**WHAT YOU ARE ASKED TO DO**
List each line of the data that holds the word "ScriptedSource".

BEGIN SUPPLIED RECORDS

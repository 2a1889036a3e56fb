// SPDX-License-Identifier: AGPL-3.0
// Lanwire - Engine error taxonomy

use crate::types::TransferStatus;

/// Error types surfaced by the engine
#[derive(Debug, thiserror::Error)]
pub enum EngineError {
    /// Malformed announce payload; rejected before any state is created
    #[error("Invalid transfer request: {0}")]
    Validation(String),

    /// Token mismatch on a chunk upload
    #[error("Invalid or expired token")]
    Unauthorized,

    /// Operation not valid for the transfer's current status
    #[error("Operation not valid in status {status:?}: {reason}")]
    InvalidState {
        status: TransferStatus,
        reason: String,
    },

    /// Unknown transfer or favorite identifier
    #[error("Not found: {0}")]
    NotFound(String),

    /// Connection failure during announce/poll/chunk; transient,
    /// eligible for bounded retry
    #[error("Network error: {0}")]
    Network(String),

    #[error("Connection refused: {0}")]
    ConnectionRefused(String),

    /// The peer declined the transfer
    #[error("Transfer rejected by peer")]
    Rejected,

    /// The transfer was cancelled locally
    #[error("Transfer cancelled")]
    Cancelled,

    /// Disk failure; fatal for the transfer, not retried
    #[error("File I/O error: {0}")]
    FileIo(String),

    /// Store write failure; in-memory state is not rolled back
    #[error("Persistence error: {0}")]
    Persistence(String),

    #[error("Serialization error: {0}")]
    Serialization(String),

    #[error("Server not running")]
    ServerNotRunning,

    #[error("Invalid configuration: {0}")]
    InvalidConfig(String),
}

impl EngineError {
    /// Transient errors may be retried with backoff before a transfer
    /// transitions to failed
    pub fn is_transient(&self) -> bool {
        matches!(self, Self::Network(_) | Self::ConnectionRefused(_))
    }
}

impl From<std::io::Error> for EngineError {
    fn from(err: std::io::Error) -> Self {
        EngineError::FileIo(err.to_string())
    }
}

pub type EngineResult<T> = Result<T, EngineError>;
// Copyright (c) 2025 Steve Wagner (ciroque@live.com)
// SPDX-License-Identifier: MIT

use std::collections::HashMap;
use std::sync::atomic::{AtomicUsize, Ordering};
use std::sync::Arc;

use anyhow::{anyhow, bail};

use crate::channel::Rank;
use crate::extraction::{ExtractedRecord, ExtractionLayer};
use crate::traits::{EventSource, EventStream};

/// One scripted event: its id and a value per frame.
///
/// A negative frame value makes the `value` extraction function fail for that frame.
#[derive(Debug, Clone, PartialEq)]
pub struct ScriptedEvent {
    pub id: u64,
    pub frames: Vec<i64>,
    pub reject: bool,
    pub fail_open: bool,
    pub fail_close: bool,
}

impl ScriptedEvent {
    pub fn new(id: u64, frames: Vec<i64>) -> Self {
        Self {
            id,
            frames,
            reject: false,
            fail_open: false,
            fail_close: false,
        }
    }

    pub fn rejected(mut self) -> Self {
        self.reject = true;
        self
    }

    pub fn failing_open(mut self) -> Self {
        self.fail_open = true;
        self
    }

    pub fn failing_close(mut self) -> Self {
        self.fail_close = true;
        self
    }
}

/// What a scripted event hands to the extraction functions.
#[derive(Debug, Clone, Copy, PartialEq)]
pub struct ScriptedFrame {
    pub event_id: u64,
    pub index: usize,
    pub value: i64,
}

/// Shared call counters, readable after the source has moved into a worker.
#[derive(Debug, Default)]
pub struct ScriptedCounters {
    fetched: AtomicUsize,
    opened: AtomicUsize,
    closed: AtomicUsize,
}

impl ScriptedCounters {
    pub fn fetched(&self) -> usize {
        self.fetched.load(Ordering::SeqCst)
    }

    pub fn opened(&self) -> usize {
        self.opened.load(Ordering::SeqCst)
    }

    pub fn closed(&self) -> usize {
        self.closed.load(Ordering::SeqCst)
    }
}

/// Event source replaying a fixed script per worker rank.
#[derive(Debug, Clone, Default)]
pub struct ScriptedSource {
    scripts: HashMap<Rank, Vec<ScriptedEvent>>,
    fail_start: bool,
    counters: Arc<ScriptedCounters>,
}

impl ScriptedSource {
    pub fn new() -> Self {
        Self::default()
    }

    pub fn with_worker(mut self, rank: Rank, events: Vec<ScriptedEvent>) -> Self {
        self.scripts.insert(rank, events);
        self
    }

    /// Every call to `events` fails.
    pub fn failing_start(mut self) -> Self {
        self.fail_start = true;
        self
    }

    pub fn counters(&self) -> Arc<ScriptedCounters> {
        self.counters.clone()
    }

    /// Detector layer (`value`, `frame_index`) and facility layer (`event_id`).
    pub fn layers() -> Vec<ExtractionLayer<ScriptedFrame, i64>> {
        let detector = ExtractionLayer::new("stub-detector")
            .with("value", |frame: &ScriptedFrame| {
                if frame.value < 0 {
                    Err(anyhow!("corrupt frame {}", frame.index))
                } else {
                    Ok(frame.value)
                }
            })
            .with("frame_index", |frame: &ScriptedFrame| Ok(frame.index as i64));
        let facility = ExtractionLayer::new("stub-facility")
            .with("event_id", |frame: &ScriptedFrame| Ok(frame.event_id as i64));
        vec![detector, facility]
    }

    /// Mapper forwarding the `value` field.
    pub fn value_of(record: ExtractedRecord<i64>) -> i64 {
        record.get("value").copied().unwrap_or_default()
    }
}

impl EventSource for ScriptedSource {
    type Event = ScriptedEvent;
    type Opened = ScriptedEvent;
    type Frame = ScriptedFrame;

    fn events(
        &self,
        _source: &str,
        rank: Rank,
        _group_size: usize,
    ) -> anyhow::Result<EventStream<ScriptedEvent>> {
        if self.fail_start {
            bail!("scripted source refused to start");
        }
        let counters = self.counters.clone();
        let events = self.scripts.get(&rank).cloned().unwrap_or_default();
        Ok(Box::new(events.into_iter().inspect(move |_| {
            counters.fetched.fetch_add(1, Ordering::SeqCst);
        })))
    }

    fn reject(&self, event: &ScriptedEvent) -> bool {
        event.reject
    }

    fn num_frames(&self, event: &ScriptedEvent) -> usize {
        event.frames.len()
    }

    fn open(&self, event: ScriptedEvent) -> anyhow::Result<ScriptedEvent> {
        if event.fail_open {
            bail!("event {} is unreadable", event.id);
        }
        self.counters.opened.fetch_add(1, Ordering::SeqCst);
        Ok(event)
    }

    fn close(&self, event: ScriptedEvent) -> anyhow::Result<()> {
        self.counters.closed.fetch_add(1, Ordering::SeqCst);
        if event.fail_close {
            bail!("event {} could not be released", event.id);
        }
        Ok(())
    }

    fn frame(&self, event: &ScriptedEvent, index: usize) -> ScriptedFrame {
        ScriptedFrame {
            event_id: event.id,
            index,
            value: event.frames.get(index).copied().unwrap_or_default(),
        }
    }
}
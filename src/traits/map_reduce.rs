// Copyright (c) 2025 Steve Wagner (ciroque@live.com)
// SPDX-License-Identifier: MIT

use crate::channel::ResultMessage;
use crate::engine::ShutdownCounters;
use crate::extraction::ExtractedRecord;
use crate::observability::messages::coordinator::ProcessingFinished;
use crate::observability::messages::StructuredLog;

/// Transform applied on a worker to every successfully extracted frame.
pub trait Mapper<V, R>: Send {
    fn map(&mut self, record: ExtractedRecord<V>) -> R;
}

impl<V, R, F> Mapper<V, R> for F
where
    F: FnMut(ExtractedRecord<V>) -> R + Send,
{
    fn map(&mut self, record: ExtractedRecord<V>) -> R {
        self(record)
    }
}

/// Aggregation applied on the coordinator to every result it receives.
///
/// `reduce` runs on the coordinator's only control path and blocks every further
/// receive while it runs, so it must not block indefinitely.
pub trait Reducer<R>: Send {
    fn reduce(&mut self, message: ResultMessage<R>);

    /// Called exactly once, after every worker has reported the end of its events.
    fn end_processing(&mut self, counters: &ShutdownCounters) {
        ProcessingFinished {
            processed_count: counters.processed_count,
        }
        .log();
    }
}

impl<R, F> Reducer<R> for F
where
    F: FnMut(ResultMessage<R>) + Send,
{
    fn reduce(&mut self, message: ResultMessage<R>) {
        self(message)
    }
}
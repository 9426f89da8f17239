// Copyright (c) 2025 Steve Wagner (ciroque@live.com)
// SPDX-License-Identifier: MIT

use crate::channel::{Message, Rank, SendRequest};
use crate::errors::ChannelError;
use crate::traits::Communicator;

/// Holds at most one asynchronous send in flight.
///
/// Submitting a message first waits for the previous one to be consumed, which
/// bounds a worker to a single buffered result no matter how slow its receiver is.
#[derive(Debug, Default)]
pub struct SendSlot {
    pending: Option<SendRequest>,
}

impl SendSlot {
    pub fn new() -> Self {
        Self { pending: None }
    }

    pub fn is_pending(&self) -> bool {
        self.pending.is_some()
    }

    /// Wait for the in-flight send, if any.
    pub async fn flush(&mut self) -> Result<(), ChannelError> {
        match self.pending.take() {
            Some(request) => request.wait().await,
            None => Ok(()),
        }
    }

    /// Flush the previous send, then start sending `message` without waiting for it.
    pub async fn submit<C>(
        &mut self,
        comm: &mut C,
        dest: Rank,
        message: Message<C::Payload>,
    ) -> Result<(), ChannelError>
    where
        C: Communicator + ?Sized,
    {
        self.flush().await?;
        self.pending = Some(comm.isend(dest, message)?);
        Ok(())
    }

    /// Drop the in-flight send without waiting; the message is still delivered.
    pub fn detach(&mut self) {
        self.pending = None;
    }
}

#[cfg(test)]
mod tests {
    use super::*;
    use crate::channel::{LocalEndpoint, LocalGroup, Source, Tag};
    use std::time::Duration;
    use tokio::time::timeout;

    fn pair() -> (LocalEndpoint<u32>, LocalEndpoint<u32>) {
        let mut endpoints = LocalGroup::<u32>::new(2).unwrap().into_endpoints();
        let worker = endpoints.pop().unwrap();
        let coordinator = endpoints.pop().unwrap();
        (coordinator, worker)
    }

    #[tokio::test]
    async fn test_second_submit_waits_for_first_to_be_consumed() {
        let (mut coordinator, mut worker) = pair();
        let mut slot = SendSlot::new();

        slot.submit(&mut worker, 0, Message::Result(1)).await.unwrap();
        assert!(slot.is_pending());

        let blocked = timeout(
            Duration::from_millis(50),
            slot.submit(&mut worker, 0, Message::Result(2)),
        )
        .await;
        assert!(blocked.is_err());
        assert_eq!(coordinator.queued_messages(), 1);

        let first = coordinator.recv(Source::Any, &[Tag::Data]).await.unwrap();
        assert_eq!(first.message, Message::Result(1));

        timeout(
            Duration::from_millis(500),
            slot.submit(&mut worker, 0, Message::Result(3)),
        )
        .await
        .expect("submit should proceed once the previous send was consumed")
        .unwrap();
        assert_eq!(coordinator.queued_messages(), 1);
    }

    #[tokio::test]
    async fn test_flush_on_empty_slot_is_immediate() {
        let mut slot = SendSlot::new();
        assert!(!slot.is_pending());
        assert!(slot.flush().await.is_ok());
    }

    #[tokio::test]
    async fn test_detached_send_is_still_delivered() {
        let (mut coordinator, mut worker) = pair();
        let mut slot = SendSlot::new();

        slot.submit(&mut worker, 0, Message::Result(9)).await.unwrap();
        slot.detach();
        assert!(!slot.is_pending());

        let received = coordinator.recv(Source::Rank(1), &[Tag::Data]).await.unwrap();
        assert_eq!(received.message, Message::Result(9));
    }
}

END SUPPLIED RECORDS

**WRITTEN RESPONSE**
pub struct ScriptedSource {
impl ScriptedSource {
impl EventSource for ScriptedSource {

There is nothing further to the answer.